At the plate, the power-hitter pawed the red Alabama clay in the batter's box impatiently, while looking at daddy with determined purpose. He intended to take this next pitch and hit it clean to Harpersville, and then saunter casually around the bases with the aire of superiority attendant to such vaunted feats of athletic prowess, all the while basking in the inevitable adulation of the well-represented student body of his alma mater.

Daddy reached up and pulled the mitt out from under his right arm. The ball was tucked safely in the pocket of his favorite baseball glove, a glove lovingly oiled and burnished to a rich leather patina by hours of care punctuated by intense and expert handling in competition. He grasped the ball in a split-finger two-seam grip, checked the signals from the catcher, even though he knew it was going to be a fast ball low and inside, because that was the hitter's only real weakness. He was a known sucker for that pitch, and daddy was confident, if not to say assured of the call 'STRIKE THREE, YOU'RE OUT'.

In one swift and fluid motion, daddy shifted his weight to his right side, raised his left foot, his arm a spring compressed to the uttermost extent, ready to unleash a powerful pitch the batter wouldn't even SEE, much less HIT. That was the plan. Except, of course, for the release of the ball, which was slightly amiss. It was a fast pitch. It was a low pitch. It was an OUTSIDE pitch. Oh hell.
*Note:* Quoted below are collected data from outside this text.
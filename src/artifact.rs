//! Process-local handles to generated SVG artifacts
//!
//! Every successful generation registers its response body in an
//! [`ArtifactStore`] under a fresh `blob:` URI and hands the caller an
//! [`ArtifactHandle`]. The store keeps the blob addressable until the
//! handle is released, either explicitly with [`ArtifactHandle::release`]
//! or when the handle is dropped.

use std::fmt;
use std::sync::Arc;

use bytes::Bytes;
use dashmap::DashMap;
use uuid::Uuid;

/// Scheme prefix of artifact URIs
pub const BLOB_URI_PREFIX: &str = "blob:cutpath/";

#[derive(Debug, Clone)]
struct Blob {
    contents: Bytes,
    media_type: String,
}

/// Registry of live artifact blobs, shared by a client and its handles
#[derive(Debug, Clone, Default)]
pub struct ArtifactStore {
    blobs: Arc<DashMap<String, Blob>>,
}

impl ArtifactStore {
    pub fn new() -> Self {
        Self::default()
    }

    /// Register a blob under a freshly minted URI
    pub fn register(&self, contents: Bytes, media_type: impl Into<String>) -> ArtifactHandle {
        let uri = format!("{BLOB_URI_PREFIX}{}", Uuid::new_v4());
        let blob = Blob {
            contents,
            media_type: media_type.into(),
        };
        self.blobs.insert(uri.clone(), blob.clone());

        ArtifactHandle {
            uri,
            blob,
            store: self.clone(),
        }
    }

    /// Look up the bytes behind a URI; `None` once the handle is released
    pub fn resolve(&self, uri: &str) -> Option<Bytes> {
        self.blobs.get(uri).map(|entry| entry.contents.clone())
    }

    /// Number of unreleased artifacts
    pub fn len(&self) -> usize {
        self.blobs.len()
    }

    pub fn is_empty(&self) -> bool {
        self.blobs.is_empty()
    }

    fn revoke(&self, uri: &str) -> bool {
        self.blobs.remove(uri).is_some()
    }
}

/// Owned reference to one generated SVG blob
///
/// The URI is only meaningful inside this process and stops resolving once
/// the handle is released.
#[must_use = "dropping an ArtifactHandle releases the artifact immediately"]
pub struct ArtifactHandle {
    uri: String,
    blob: Blob,
    store: ArtifactStore,
}

impl ArtifactHandle {
    pub fn uri(&self) -> &str {
        &self.uri
    }

    /// The exact bytes returned by the service
    pub fn contents(&self) -> &Bytes {
        &self.blob.contents
    }

    pub fn media_type(&self) -> &str {
        &self.blob.media_type
    }

    pub fn len(&self) -> usize {
        self.blob.contents.len()
    }

    pub fn is_empty(&self) -> bool {
        self.blob.contents.is_empty()
    }

    /// Revoke the URI and free the store entry
    pub fn release(self) {
        // Drop does the revoking.
    }
}

impl Drop for ArtifactHandle {
    fn drop(&mut self) {
        if self.store.revoke(&self.uri) {
            tracing::trace!(uri = %self.uri, "released artifact");
        }
    }
}

impl fmt::Debug for ArtifactHandle {
    fn fmt(&self, f: &mut fmt::Formatter<'_>) -> fmt::Result {
        f.debug_struct("ArtifactHandle")
            .field("uri", &self.uri)
            .field("media_type", &self.blob.media_type)
            .field("len", &self.blob.contents.len())
            .finish()
    }
}

impl fmt::Display for ArtifactHandle {
    fn fmt(&self, f: &mut fmt::Formatter<'_>) -> fmt::Result {
        f.write_str(&self.uri)
    }
}
//! Read-only inspection of generated SVG documents
//!
//! The client treats response bodies as opaque bytes. This module only
//! reports what a returned document contains, so front ends can tell the
//! user how many cut paths came back.

use quick_xml::Reader;
use quick_xml::events::{BytesStart, Event};

use crate::error::{Error, Result};

/// Summary of a cut path SVG
#[derive(Debug, Clone, Default, PartialEq)]
pub struct SvgSummary {
    /// Root `width` in user units, with any `px` suffix stripped
    pub width: Option<f64>,
    /// Root `height` in user units, with any `px` suffix stripped
    pub height: Option<f64>,
    /// Number of `<path>` elements
    pub path_count: usize,
    /// Whether the document embeds the source raster via `<image>`
    pub has_embedded_image: bool,
}

impl SvgSummary {
    /// Stream `bytes` and summarize the document
    pub fn parse(bytes: &[u8]) -> Result<Self> {
        let mut reader = Reader::from_reader(bytes);
        reader.config_mut().trim_text(true);

        let mut summary = SvgSummary::default();
        let mut seen_root = false;
        let mut buf = Vec::new();

        loop {
            match reader.read_event_into(&mut buf) {
                Ok(Event::Start(ref e)) | Ok(Event::Empty(ref e)) => {
                    let name = local_name(e);
                    if !seen_root {
                        if name != "svg" {
                            return Err(Error::InvalidSvg(format!(
                                "root element is <{name}>, expected <svg>"
                            )));
                        }
                        read_root_size(e, &mut summary);
                        seen_root = true;
                    } else {
                        match name.as_str() {
                            "path" => summary.path_count += 1,
                            "image" => summary.has_embedded_image = true,
                            _ => {}
                        }
                    }
                }
                Ok(Event::Eof) => break,
                Err(e) => {
                    return Err(Error::InvalidSvg(format!(
                        "XML error at position {}: {}",
                        reader.buffer_position(),
                        e
                    )));
                }
                _ => {}
            }
            buf.clear();
        }

        if !seen_root {
            return Err(Error::InvalidSvg("no <svg> root element".to_string()));
        }

        Ok(summary)
    }
}

fn local_name(e: &BytesStart<'_>) -> String {
    let name = e.local_name();
    String::from_utf8_lossy(name.as_ref()).into_owned()
}

fn read_root_size(e: &BytesStart<'_>, summary: &mut SvgSummary) {
    for attr in e.attributes().flatten() {
        let key = std::str::from_utf8(attr.key.as_ref()).unwrap_or("");
        let value = std::str::from_utf8(&attr.value).unwrap_or("");
        match key {
            "width" => summary.width = parse_length(value),
            "height" => summary.height = parse_length(value),
            _ => {}
        }
    }
}

/// Parse "500", "500px" or "12.5px"; other units are not converted
fn parse_length(value: &str) -> Option<f64> {
    value.trim().trim_end_matches("px").trim().parse().ok()
}
//! # cutpath-client
//!
//! Client for a remote cut path generator: upload a drawing, get back an
//! SVG cut path for laser or vinyl cutting.
//!
//! ## Features
//!
//! - **Generation**: POST a source image with an edge offset and a smoothing
//!   flag as `multipart/form-data` to `{base}/generate`
//! - **Artifacts**: every successful answer becomes a process-local
//!   `blob:` handle that the caller releases when done
//! - **Inspection**: summarize returned SVG documents (size, path count)
//!
//! ## Example
//!
//! ```rust,ignore
//! use cutpath_client::{ClientConfig, GenerationParams, SourceFile, VectorizeClient};
//!
//! let client = VectorizeClient::new(ClientConfig::new("http://localhost:8000")?);
//! let file = SourceFile::from_path("sticker.png").await?;
//! let handle = client.generate_vector_path(&file, GenerationParams::default()).await?;
//! std::fs::write("sticker.svg", handle.contents())?;
//! handle.release();
//! ```

pub mod artifact;
pub mod client;
pub mod config;
pub mod error;
pub mod params;
pub mod source;
pub mod svg;

// Re-export commonly used items
pub use artifact::{ArtifactHandle, ArtifactStore};
pub use client::VectorizeClient;
pub use config::ClientConfig;
pub use error::{Error, Result};
pub use params::GenerationParams;
pub use source::SourceFile;
pub use svg::SvgSummary;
Things sort of seemed to go into slow motion, kind of like the Baywatch girls running to rescue a drowning man. The ball slid casually up to the plate, about 18 inches off the ground and a tad on the far side from the batter, whose bat was a moment early getting down into its power zone, low and away.

The ball met the bat slightly below the center of mass and consequently, instead of taking off in a one 'G' arc to downtown Harpersville, raced back to the pitcher's mound in a bee-line for daddy's box of matches, conveniently suspended on his right thigh in the pocket of his uniform pants.

The ball hit the box of matches dead-center, and they, being 1930's matches and unaccustomed to such harsh treatment, immediately obliged by bursting into flame. This got daddy's immediate attention. And, as it worked out, everyone else was suddenly aware of the fact that daddy was rather frantically disrobing on the mound.

Even the stunned batter, who had taken maybe three strides toward first base, paused and by that time the pants had come off, more or less completely.

No one knows the outcome of the game. It's not recorded.

What is certain, however, is that daddy earned the nickname 'BARE', that fateful day.

But daddy, never a Nobel Prize winning speller, cleverly transposed the letters into an arrangement more befitting his own self-assessment. Hence 'BEAR'.